Nutritional Information

  • Nutritional Sample Size per 1 tsp.
  • Calories (kcal) : 5
  • Fat Calories (kcal): 0
  • Fat (g): 0
  • Saturated Fat (g): 0
  • Polyunsaturated Fat (g): 0
  • Monounsaturated Fat (g): 0
  • Cholesterol (mg): 0
  • Sodium (mg): 180
  • Carbohydrates (g): 2
  • Fiber (g): 0
  • Protein (g): 0


  • Wearing gloves, trim the stem ends from the chiles and cut the flesh into large chunks (don’t remove the seeds or ribs).
  • Open the kitchen windows and/or turn on the exhaust fan. In a food processor, pulse the chiles, garlic, salt, and sugars to a loose, chunky paste, about 15 one-second pulses. Scrape the mixture into a glass bowl, cover loosely with plastic, and let sit at room temperature for 4 to 5 days.
  • Scrape the mixture into a 2-quart nonreactive saucepan. Stir in the vinegar and bring to a simmer, uncovered, over low heat, stirring frequently, until the mixture is very soft, 5 to 8 minutes.
  • Strain the mixture through a medium mesh sieve set over a glass bowl, pushing on the solids to extract all the liquid. (If you prefer a thicker sauce, use a large mesh sieve.) The sauce will keep, refrigerated in an airtight glass bottle or jar, for up to 4 months.


Rate or Review

Reviews (3 reviews)

  • spyce | 04/28/2020

    I make this every year with a variety of different hot peppers.
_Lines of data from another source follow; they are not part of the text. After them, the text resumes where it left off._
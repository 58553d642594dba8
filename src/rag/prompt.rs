//! Grounded prompt assembly.

use crate::types::ScoredChunk;

/// Reply the model is told to give when the context does not hold the answer.
pub const INSUFFICIENT_ANSWER: &str = "I do not have enough information in the provided context.";

/// Retrieved chunk text packed under a character budget.
#[derive(Debug, Clone, PartialEq, Eq)]
pub struct PromptContext {
    pub text: String,
    /// How many of the ranked chunks made it into `text`
    pub included: usize,
}

/// Label ranked chunks `[1]`, `[2]`, ... and join them with blank lines while
/// the running length (each part plus its separator) stays within
/// `max_chars`. The first chunk is always included.
pub fn build_context(ranked: &[ScoredChunk], max_chars: usize) -> PromptContext {
    let mut parts: Vec<String> = Vec::new();
    let mut running = 0usize;

    for (idx, scored) in ranked.iter().enumerate() {
        let part = format!("[{}] {}", idx + 1, scored.chunk.text);
        let next = running + part.chars().count() + 2;
        if !parts.is_empty() && next > max_chars {
            break;
        }
        parts.push(part);
        running = next;
    }

    PromptContext {
        included: parts.len(),
        text: parts.join("\n\n"),
    }
}

pub fn build_prompt(question: &str, context: &PromptContext) -> String {
    format!(
        "You are a strict RAG assistant.\n\
         Answer ONLY from the CONTEXT below.\n\
         If the answer is not in the context, reply exactly:\n\
         {INSUFFICIENT_ANSWER}\n\n\
         CONTEXT:\n{}\n\n\
         QUESTION: {question}\n\
         ANSWER (brief and accurate):",
        context.text
    )
}
//! Persistent storage.
//!
//! The embedding store is a single SQLite table (via libsql) holding the
//! latest ingested snapshot of chunk + vector records:
//!
//! ```text
//! chunks(chunk_id PK, chunk_index, source_file, text,
//!        embedding_json, embedding_dim, model, created_at)
//! ```
//!
//! Each ingestion run deletes every row and bulk-inserts the new set inside
//! one transaction, so readers see either the old snapshot or the new one.

pub mod embedding_store;

pub use embedding_store::EmbeddingStore;
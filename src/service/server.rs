//! # Network Server
//!
//! Accepts connections, assigns client ids and keeps the table of active
//! connections.
//!
//! ```text
//! Stopped ─start()─▶ Starting ─▶ Running ─stop()─▶ Stopping ─▶ Stopped
//!                       └─bind failed, retry─▶ Restarting ─▶ Starting
//! ```
//!
//! Each accepted socket goes through its own admission task: TLS handshake,
//! the cancellable `IncomingConnection` event, id assignment, registration,
//! then the `ClientIdPacket` is sent. Ids come from a counter starting at 1
//! and are never reused, not even across restarts.

use std::collections::BTreeMap;
use std::net::SocketAddr;
use std::sync::atomic::{AtomicI32, AtomicU8, Ordering};
use std::sync::{Arc, Mutex, RwLock, Weak};
use std::time::Duration;

use futures::future::join_all;
use tokio::net::{TcpListener, TcpStream};
use tokio::task::JoinHandle;
use tokio_rustls::TlsAcceptor;
use tokio_util::sync::CancellationToken;
use tracing::{debug, error, info, instrument, warn};

use crate::config::ServerConfig;
use crate::core::packet::{Packet, Side};
use crate::error::{ProtocolError, Result};
use crate::protocol::event::{emit, DisconnectCause, Event, EventSink, NetworkEvent, NoopSink};
use crate::protocol::registry::PacketRegistry;
use crate::protocol::system::ClientIdPacket;
use crate::service::connection::{Connection, ConnectionOwner, ConnectionParams};
use crate::transport::tls::{server_handshake, TlsServerConfig};
use crate::transport::BoxedStream;
use crate::utils::metrics::global_metrics;
use crate::utils::retry::RetryPolicy;
use crate::utils::timeout::{self, ACCEPT_ERROR_PAUSE};

#[derive(Debug, Clone, Copy, PartialEq, Eq, Hash)]
pub enum ServerState {
    Stopped,
    Starting,
    Restarting,
    Running,
    Stopping,
}

impl ServerState {
    fn from_u8(value: u8) -> Self {
        match value {
            1 => ServerState::Starting,
            2 => ServerState::Restarting,
            3 => ServerState::Running,
            4 => ServerState::Stopping,
            _ => ServerState::Stopped,
        }
    }

    fn as_u8(self) -> u8 {
        match self {
            ServerState::Stopped => 0,
            ServerState::Starting => 1,
            ServerState::Restarting => 2,
            ServerState::Running => 3,
            ServerState::Stopping => 4,
        }
    }
}

struct Listening {
    local_addr: SocketAddr,
    token: CancellationToken,
    task: JoinHandle<()>,
}

/// Inbound side of the link. Cheap to clone; clones share one listener.
///
/// Call [`stop`](Self::stop) before dropping the last handle; the accept
/// task keeps the server alive until then.
#[derive(Clone)]
pub struct NetworkServer {
    inner: Arc<ServerInner>,
}

struct ServerInner {
    bind_address: String,
    registry: Arc<PacketRegistry>,
    sink: Arc<dyn EventSink>,
    read_timeout: Duration,
    handshake_timeout: Duration,
    nodelay: bool,
    policy: RetryPolicy,
    acceptor: Option<TlsAcceptor>,
    connections: RwLock<BTreeMap<i32, Arc<Connection>>>,
    next_client_id: AtomicI32,
    state: AtomicU8,
    listening: Mutex<Option<Listening>>,
    // token of a start() still binding, so stop() can interrupt it
    pending_start: Mutex<Option<CancellationToken>>,
    lifecycle: tokio::sync::Mutex<()>,
}

impl std::fmt::Debug for NetworkServer {
    fn fmt(&self, f: &mut std::fmt::Formatter<'_>) -> std::fmt::Result {
        f.debug_struct("NetworkServer")
            .field("bind_address", &self.inner.bind_address)
            .field("local_addr", &self.local_addr())
            .field("state", &self.state())
            .field("connections", &self.connection_count())
            .finish()
    }
}

impl NetworkServer {
    pub fn builder() -> ServerBuilder {
        ServerBuilder::new()
    }

    /// Bind and start accepting. Returns `Ok(false)` if already running.
    ///
    /// A [`stop`](Self::stop) issued while bind retries are pending ends
    /// them with [`ProtocolError::ConnectionClosed`].
    #[instrument(skip(self), fields(address = %self.inner.bind_address))]
    pub async fn start(&self) -> Result<bool> {
        let _guard = self.inner.lifecycle.lock().await;
        if self.is_running() {
            return Ok(false);
        }

        let token = CancellationToken::new();
        self.inner.set_pending_start(Some(token.clone()));
        self.inner.set_state(ServerState::Starting);
        let bound = self.inner.bind(&token).await;
        self.inner.set_pending_start(None);

        let listener = match bound {
            Ok(_) if token.is_cancelled() => {
                debug!("Start interrupted by stop");
                self.inner.set_state(ServerState::Stopped);
                return Err(ProtocolError::ConnectionClosed);
            }
            Ok(listener) => listener,
            Err(err) => {
                error!(error = %err, "Server failed to start");
                self.inner.set_state(ServerState::Stopped);
                return Err(err);
            }
        };
        let local_addr = listener.local_addr()?;

        let task = tokio::spawn(Arc::clone(&self.inner).accept_loop(listener, token.clone()));
        if let Ok(mut slot) = self.inner.listening.lock() {
            *slot = Some(Listening {
                local_addr,
                token,
                task,
            });
        }

        self.inner.set_state(ServerState::Running);
        info!(%local_addr, tls = self.inner.acceptor.is_some(), "Server started");
        emit(self.inner.sink.as_ref(), NetworkEvent::Started { local_addr });
        Ok(true)
    }

    /// Stop accepting and disconnect every client with a graceful notice.
    /// Also interrupts a [`start`](Self::start) that is still retrying its
    /// bind. Returns `false` if the server was neither running nor starting.
    #[instrument(skip(self), fields(address = %self.inner.bind_address))]
    pub async fn stop(&self) -> bool {
        let interrupted = self.inner.cancel_pending_start();
        let _guard = self.inner.lifecycle.lock().await;
        let listening = match self.inner.listening.lock() {
            Ok(mut slot) => slot.take(),
            Err(_) => None,
        };
        let Some(listening) = listening else {
            return interrupted;
        };

        self.inner.set_state(ServerState::Stopping);
        listening.token.cancel();
        // the listener is dropped when the accept task returns
        if let Err(err) = listening.task.await {
            warn!(error = %err, "Accept task ended abnormally");
        }

        let drained: Vec<Arc<Connection>> = match self.inner.connections.write() {
            Ok(mut table) => std::mem::take(&mut *table).into_values().collect(),
            Err(_) => Vec::new(),
        };
        let closed = drained.len();
        join_all(
            drained
                .iter()
                .map(|connection| connection.close_with(true, DisconnectCause::ServerStopped)),
        )
        .await;

        self.inner.set_state(ServerState::Stopped);
        info!(local_addr = %listening.local_addr, closed, "Server stopped");
        emit(
            self.inner.sink.as_ref(),
            NetworkEvent::Stopped {
                local_addr: listening.local_addr,
            },
        );
        true
    }

    /// [`stop`](Self::stop) followed by [`start`](Self::start).
    pub async fn restart(&self) -> Result<bool> {
        self.stop().await;
        self.start().await
    }

    pub fn is_running(&self) -> bool {
        self.inner
            .listening
            .lock()
            .map(|slot| slot.is_some())
            .unwrap_or(false)
    }

    pub fn state(&self) -> ServerState {
        self.inner.state()
    }

    /// Address the listener is bound to while running.
    pub fn local_addr(&self) -> Option<SocketAddr> {
        self.inner
            .listening
            .lock()
            .ok()
            .and_then(|slot| slot.as_ref().map(|l| l.local_addr))
    }

    /// Send to one client. `false` if the id is unknown or the send failed.
    pub async fn send_packet<P: Packet>(&self, client_id: i32, packet: P) -> bool {
        match self.connection(client_id) {
            Some(connection) => connection.send_packet(packet).await,
            None => false,
        }
    }

    /// Send to every client connected when the call starts. Returns the
    /// number of successful sends.
    pub async fn broadcast_packet<P: Packet>(&self, packet: P) -> usize {
        let packet: Arc<dyn Packet> = Arc::new(packet);
        let mut delivered = 0;
        for connection in self.connections() {
            if connection.send_shared(Arc::clone(&packet)).await {
                delivered += 1;
            }
        }
        delivered
    }

    pub fn connection(&self, client_id: i32) -> Option<Arc<Connection>> {
        self.inner
            .connections
            .read()
            .ok()
            .and_then(|table| table.get(&client_id).cloned())
    }

    /// Snapshot of the active connections, ordered by client id.
    pub fn connections(&self) -> Vec<Arc<Connection>> {
        self.inner
            .connections
            .read()
            .map(|table| table.values().cloned().collect())
            .unwrap_or_default()
    }

    pub fn connection_count(&self) -> usize {
        self.inner.connections.read().map(|t| t.len()).unwrap_or(0)
    }

    pub fn registry(&self) -> &Arc<PacketRegistry> {
        &self.inner.registry
    }

    pub fn retry_policy(&self) -> RetryPolicy {
        self.inner.policy
    }
}
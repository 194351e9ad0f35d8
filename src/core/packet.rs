//! # Packets
//!
//! A packet is a typed unit of application data identified by a numeric id.
//! Each concrete type owns its body layout: it writes its fields with a
//! [`PacketWriter`] and reads them back with a [`PacketReader`].
//!
//! Ids `<= 0` are reserved for system packets (see [`SYSTEM_ID_MAX`]).
//!
//! ## Example
//! ```rust
//! use framelink::core::packet::{Packet, PacketContext};
//! use framelink::core::wire::{PacketReader, PacketWriter};
//! use framelink::error::Result;
//!
//! #[derive(Debug, Default)]
//! struct Chat {
//!     text: String,
//! }
//!
//! impl Packet for Chat {
//!     fn id(&self) -> i32 {
//!         10
//!     }
//!
//!     fn encode(&self, out: &mut PacketWriter) -> Result<()> {
//!         out.write_string(&self.text);
//!         Ok(())
//!     }
//!
//!     fn decode(&mut self, _ctx: &dyn PacketContext, input: &mut PacketReader) -> Result<()> {
//!         self.text = input.read_string()?;
//!         Ok(())
//!     }
//! }
//! ```

use std::any::Any;
use std::fmt;
use std::net::SocketAddr;

use crate::core::wire::{PacketReader, PacketWriter};
use crate::error::Result;

/// Highest id in the reserved system range.
pub const SYSTEM_ID_MAX: i32 = 0;

/// Client id of a connection that has not been assigned one yet.
pub const UNASSIGNED_CLIENT_ID: i32 = -1;

/// Returns true if `id` lies in the reserved system range.
#[inline]
pub fn is_system_id(id: i32) -> bool {
    id <= SYSTEM_ID_MAX
}

/// Which end of the link a connection belongs to.
#[derive(Debug, Clone, Copy, PartialEq, Eq, Hash)]
pub enum Side {
    /// Dialled out by a [`NetworkClient`](crate::service::client::NetworkClient).
    Client,
    /// Accepted by a [`NetworkServer`](crate::service::server::NetworkServer).
    Server,
}

impl fmt::Display for Side {
    fn fmt(&self, f: &mut fmt::Formatter<'_>) -> fmt::Result {
        match self {
            Side::Client => f.write_str("client"),
            Side::Server => f.write_str("server"),
        }
    }
}

/// Handle into the connection a packet is being decoded for.
///
/// Decoders use it to reach back into connection state, e.g. to record the
/// client id assigned by the server.
pub trait PacketContext: Send + Sync {
    /// Side of the receiving connection.
    fn side(&self) -> Side;

    /// Client id of the receiving connection, or [`UNASSIGNED_CLIENT_ID`].
    fn client_id(&self) -> i32;

    /// Remote address of the receiving connection.
    fn peer_addr(&self) -> SocketAddr;

    /// Record the id assigned by the server. Succeeds once per client-side
    /// connection.
    fn assign_client_id(&self, id: i32) -> Result<()>;

    /// Ask for the connection to be torn down after the current frame.
    fn request_disconnect(&self, client_id: i32, from_client: bool);
}

/// A typed, fixed-layout unit of application data.
pub trait Packet: Any + Send + Sync + fmt::Debug {
    /// Registry-unique id of this packet type.
    fn id(&self) -> i32;

    /// Write this packet's fields.
    fn encode(&self, out: &mut PacketWriter) -> Result<()>;

    /// Read this packet's fields, in the order `encode` wrote them.
    fn decode(&mut self, ctx: &dyn PacketContext, input: &mut PacketReader) -> Result<()>;
}

impl dyn Packet {
    /// Downcast a received packet to its concrete type.
    pub fn downcast_ref<T: Packet>(&self) -> Option<&T> {
        let any: &dyn Any = self;
        any.downcast_ref::<T>()
    }

    pub fn is<T: Packet>(&self) -> bool {
        self.downcast_ref::<T>().is_some()
    }
}
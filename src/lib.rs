//! # framelink
//!
//! Point-to-point framed packet transport: a client and a server exchange
//! typed packets over TCP, optionally wrapped in mutually authenticated TLS.
//!
//! ## Layers
//! - [`core`]: the `Packet` trait, primitive field encoding and the frame codec
//! - [`protocol`]: packet registry, system packets, events and the dispatcher
//! - [`transport`]: TLS provisioning, HTTP proxy tunnelling, stream plumbing
//! - [`service`]: connections, the client and the server
//! - [`config`], [`error`], [`utils`]: configuration, errors, logging,
//!   metrics, retry policy and timeouts
//!
//! ## Example
//! ```rust,no_run
//! use std::sync::Arc;
//! use framelink::prelude::*;
//!
//! # async fn run() -> framelink::error::Result<()> {
//! let registry = Arc::new(PacketRegistry::new());
//! let events = Arc::new(EventDispatcher::new());
//! events.on(|event| {
//!     if let NetworkEvent::PacketReceived { packet, .. } = event.kind() {
//!         println!("received {packet:?}");
//!     }
//! })?;
//!
//! let server = ServerBuilder::new()
//!     .address("127.0.0.1")
//!     .port(0)
//!     .registry(registry.clone())
//!     .event_sink(events.clone())
//!     .build()?;
//! server.start().await?;
//!
//! let port = server.local_addr().map(|a| a.port()).unwrap_or_default();
//! let client = ClientBuilder::new("127.0.0.1", port)
//!     .registry(registry)
//!     .build()?;
//! client.connect().await?;
//! # Ok(())
//! # }
//! ```

pub mod config;
pub mod core;
pub mod error;
pub mod protocol;
pub mod service;
pub mod transport;
pub mod utils;

pub use crate::core::packet::{Packet, PacketContext, Side};
pub use crate::error::{ProtocolError, Result};
pub use crate::protocol::registry::PacketRegistry;
pub use crate::service::client::{ClientBuilder, NetworkClient};
pub use crate::service::server::{NetworkServer, ServerBuilder};

/// Commonly used types in one import.
pub mod prelude {
    pub use crate::config::NetworkConfig;
    pub use crate::core::packet::{Packet, PacketContext, Side};
    pub use crate::core::wire::{PacketReader, PacketWriter};
    pub use crate::error::{ProtocolError, Result};
    pub use crate::protocol::dispatcher::{EventDispatcher, HandlerId, Priority};
    pub use crate::protocol::event::{DisconnectCause, Event, EventSink, NetworkEvent};
    pub use crate::protocol::registry::PacketRegistry;
    pub use crate::service::client::{ClientBuilder, ClientState, NetworkClient};
    pub use crate::service::connection::{Connection, ConnectionState};
    pub use crate::service::server::{NetworkServer, ServerBuilder, ServerState};
    pub use crate::transport::proxy::ProxyConfig;
    pub use crate::transport::tls::{TlsClientConfig, TlsServerConfig, TlsVersion};
}
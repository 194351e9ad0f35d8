//! # Service Layer
//!
//! Connection lifecycle on top of the transport and protocol layers.
//!
//! ## Components
//! - **Connection**: one socket with its receive task and writer lock
//! - **Client**: connect / disconnect / reconnect state machine
//! - **Server**: start / stop / restart, accept loop, active connection table

pub mod client;
pub mod connection;
pub mod server;

pub use client::{ClientBuilder, ClientState, NetworkClient};
pub use connection::{Connection, ConnectionState};
pub use server::{NetworkServer, ServerBuilder, ServerState};
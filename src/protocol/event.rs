//! # Network Events
//!
//! Every lifecycle transition and packet outcome is reported to an
//! [`EventSink`] so host applications can log or react without polling.
//!
//! Emission is synchronous: the emitting task calls [`EventSink::emit`] and
//! continues once every handler returned. Events from one connection are
//! emitted by its receive task in arrival order.
//!
//! Only [`NetworkEvent::IncomingConnection`] is cancellable. The server
//! checks the flag after emitting and drops the socket if a handler
//! cancelled it.

use std::fmt;
use std::net::SocketAddr;
use std::sync::Arc;
use std::time::Duration;

use crate::core::packet::{Packet, Side};

/// Why a connection was torn down.
#[derive(Debug, Clone, Copy, PartialEq, Eq, Hash)]
pub enum DisconnectCause {
    /// `disconnect()` was called on this side.
    Local,
    /// The peer sent a graceful disconnect notice.
    Remote,
    /// The peer closed the stream cleanly.
    PeerClosed,
    /// The stream was reset or aborted.
    PeerReset,
    /// Reading failed for another reason (codec error, read timeout, I/O).
    ReceiveFailed,
    /// The owning server is stopping.
    ServerStopped,
}

impl fmt::Display for DisconnectCause {
    fn fmt(&self, f: &mut fmt::Formatter<'_>) -> fmt::Result {
        let text = match self {
            DisconnectCause::Local => "local",
            DisconnectCause::Remote => "remote",
            DisconnectCause::PeerClosed => "peer closed",
            DisconnectCause::PeerReset => "peer reset",
            DisconnectCause::ReceiveFailed => "receive failed",
            DisconnectCause::ServerStopped => "server stopped",
        };
        f.write_str(text)
    }
}

#[derive(Debug, Clone)]
pub enum NetworkEvent {
    /// A server bound its listener and started accepting.
    Started { local_addr: SocketAddr },
    /// A server stopped accepting and closed every connection.
    Stopped { local_addr: SocketAddr },
    /// A bind attempt failed and another one is scheduled.
    RestartScheduled {
        attempt: u32,
        delay: Duration,
        error: String,
    },
    /// `accept()` returned an error; the accept loop keeps running.
    AcceptFailed { error: String },
    /// A socket was accepted (and its TLS handshake completed). Cancellable.
    IncomingConnection { peer: SocketAddr },
    /// A TLS handshake failed; the socket was discarded.
    HandshakeFailed {
        side: Side,
        peer: SocketAddr,
        error: String,
    },
    Connected {
        side: Side,
        client_id: i32,
        peer: SocketAddr,
    },
    Disconnected {
        side: Side,
        client_id: i32,
        peer: SocketAddr,
        cause: DisconnectCause,
    },
    /// The client received its id from the server.
    ClientIdAssigned { client_id: i32 },
    /// A connect attempt failed and another one is scheduled.
    ReconnectScheduled {
        attempt: u32,
        delay: Duration,
        error: String,
    },
    /// The client gave up connecting.
    ConnectFailed {
        address: String,
        attempts: u32,
        error: String,
    },
    PacketSent {
        side: Side,
        client_id: i32,
        packet: Arc<dyn Packet>,
    },
    PacketSendFailed {
        side: Side,
        client_id: i32,
        packet_id: i32,
        error: String,
    },
    PacketReceived {
        side: Side,
        client_id: i32,
        packet: Arc<dyn Packet>,
    },
    PacketReceiveFailed {
        side: Side,
        client_id: i32,
        packet_id: i32,
        error: String,
    },
    /// A record with an unknown tag, or a packet id nobody registered.
    UnknownObjectReceived {
        side: Side,
        client_id: i32,
        tag: u8,
        packet_id: Option<i32>,
    },
    /// The receive task hit an error it cannot recover from.
    ReceiveFailed {
        side: Side,
        client_id: i32,
        error: String,
    },
}

impl NetworkEvent {
    /// Short stable name, used in logs.
    pub fn name(&self) -> &'static str {
        match self {
            NetworkEvent::Started { .. } => "started",
            NetworkEvent::Stopped { .. } => "stopped",
            NetworkEvent::RestartScheduled { .. } => "restart_scheduled",
            NetworkEvent::AcceptFailed { .. } => "accept_failed",
            NetworkEvent::IncomingConnection { .. } => "incoming_connection",
            NetworkEvent::HandshakeFailed { .. } => "handshake_failed",
            NetworkEvent::Connected { .. } => "connected",
            NetworkEvent::Disconnected { .. } => "disconnected",
            NetworkEvent::ClientIdAssigned { .. } => "client_id_assigned",
            NetworkEvent::ReconnectScheduled { .. } => "reconnect_scheduled",
            NetworkEvent::ConnectFailed { .. } => "connect_failed",
            NetworkEvent::PacketSent { .. } => "packet_sent",
            NetworkEvent::PacketSendFailed { .. } => "packet_send_failed",
            NetworkEvent::PacketReceived { .. } => "packet_received",
            NetworkEvent::PacketReceiveFailed { .. } => "packet_receive_failed",
            NetworkEvent::UnknownObjectReceived { .. } => "unknown_object_received",
            NetworkEvent::ReceiveFailed { .. } => "receive_failed",
        }
    }

    pub fn is_cancellable(&self) -> bool {
        matches!(self, NetworkEvent::IncomingConnection { .. })
    }
}

/// An event in flight through an [`EventSink`].
#[derive(Debug, Clone)]
pub struct Event {
    kind: NetworkEvent,
    cancelled: bool,
}

impl Event {
    pub fn new(kind: NetworkEvent) -> Self {
        Self {
            kind,
            cancelled: false,
        }
    }

    pub fn kind(&self) -> &NetworkEvent {
        &self.kind
    }

    pub fn into_kind(self) -> NetworkEvent {
        self.kind
    }

    pub fn is_cancelled(&self) -> bool {
        self.cancelled
    }

    /// Mark the event cancelled. Returns false for events that cannot be
    /// cancelled, leaving them untouched.
    pub fn set_cancelled(&mut self, cancelled: bool) -> bool {
        if !self.kind.is_cancellable() {
            return false;
        }
        self.cancelled = cancelled;
        true
    }

    pub fn cancel(&mut self) -> bool {
        self.set_cancelled(true)
    }
}

/// Receives every event emitted by clients, servers and connections.
pub trait EventSink: Send + Sync {
    fn emit(&self, event: &mut Event);
}

/// Sink that drops every event.
#[derive(Debug, Clone, Copy, Default)]
pub struct NoopSink;

impl EventSink for NoopSink {
    fn emit(&self, _event: &mut Event) {}
}

/// Emit a non-cancellable event.
pub(crate) fn emit(sink: &dyn EventSink, kind: NetworkEvent) {
    let mut event = Event::new(kind);
    sink.emit(&mut event);
}

#[cfg(test)]
mod tests {
    use super::*;

    #[test]
    fn only_incoming_connection_is_cancellable() {
        let mut incoming = Event::new(NetworkEvent::IncomingConnection {
            peer: "127.0.0.1:1".parse().unwrap(),
        });
        assert!(incoming.cancel());
        assert!(incoming.is_cancelled());

        let mut started = Event::new(NetworkEvent::Started {
            local_addr: "127.0.0.1:1".parse().unwrap(),
        });
        assert!(!started.cancel());
        assert!(!started.is_cancelled());
    }

    #[test]
    fn names_are_stable() {
        let event = NetworkEvent::ClientIdAssigned { client_id: 1 };
        assert_eq!(event.name(), "client_id_assigned");
    }
}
I think Fresno peppers delivers the closes taste to the real thing. I make two batches, one with a mix of peppers as suggested in the recipe, and one with habaneros. I put on a mask and seed the habaneros! I didn’t seed them one year, and the sauce was super hot. I put mine in plastic squirt bottles that I get from Amazon that have caps with the tips on them.

  • dmlitblb | 10/17/2018

    I hate it when people rate a recipe then go on to say that they changed almost every aspect of the recipe. But... I'm about to do just that. I have followed the amounts of this recipe for over a year now, but I don't press the final product through a sieve. I also am super lazy, and I know die hard fermenters would kick me for adding vinegar before allowing the ferment to create it's own "vinegar", but I add all the ingredients at the beginning and just blend it all up into a chunky sauce. Then I let it sit and ferment in a mason jar with a coffee filter rubber banded on top. It's amazing! I love the amount of sugar, salt, garlic, and vinegar. Different peppers and times of year require different fermentation times. The longer you can stand to let it ferment the better I think it gets. I have to make this frequently because we use it ALL the time. It is so tasty and amazing!

  • User avater
    Pielove | 08/28/2014

    We loved this hot sauce-- it has a fresh taste, with just a hint of sweetness, some tang from the vinegar, and a great garlic flavor. I used red "Paper Dragon" peppers from the farmers' market, but it wasn't super-hot-- just enough kick to let you know it's a hot sauce. Instead of pressing through a sieve, I used a food mill to extract more of the pepper pulp, which gave a good consistency-- and yielded about 2 cups. Good thing, as my heat-loving husband used about a quarter cup on his rice and beans last night.Edited to add that I've made this three times-- in the third batch, I used only 1 Tbsp of granulated sugar instead of 2-- this made it the perfect sweetness.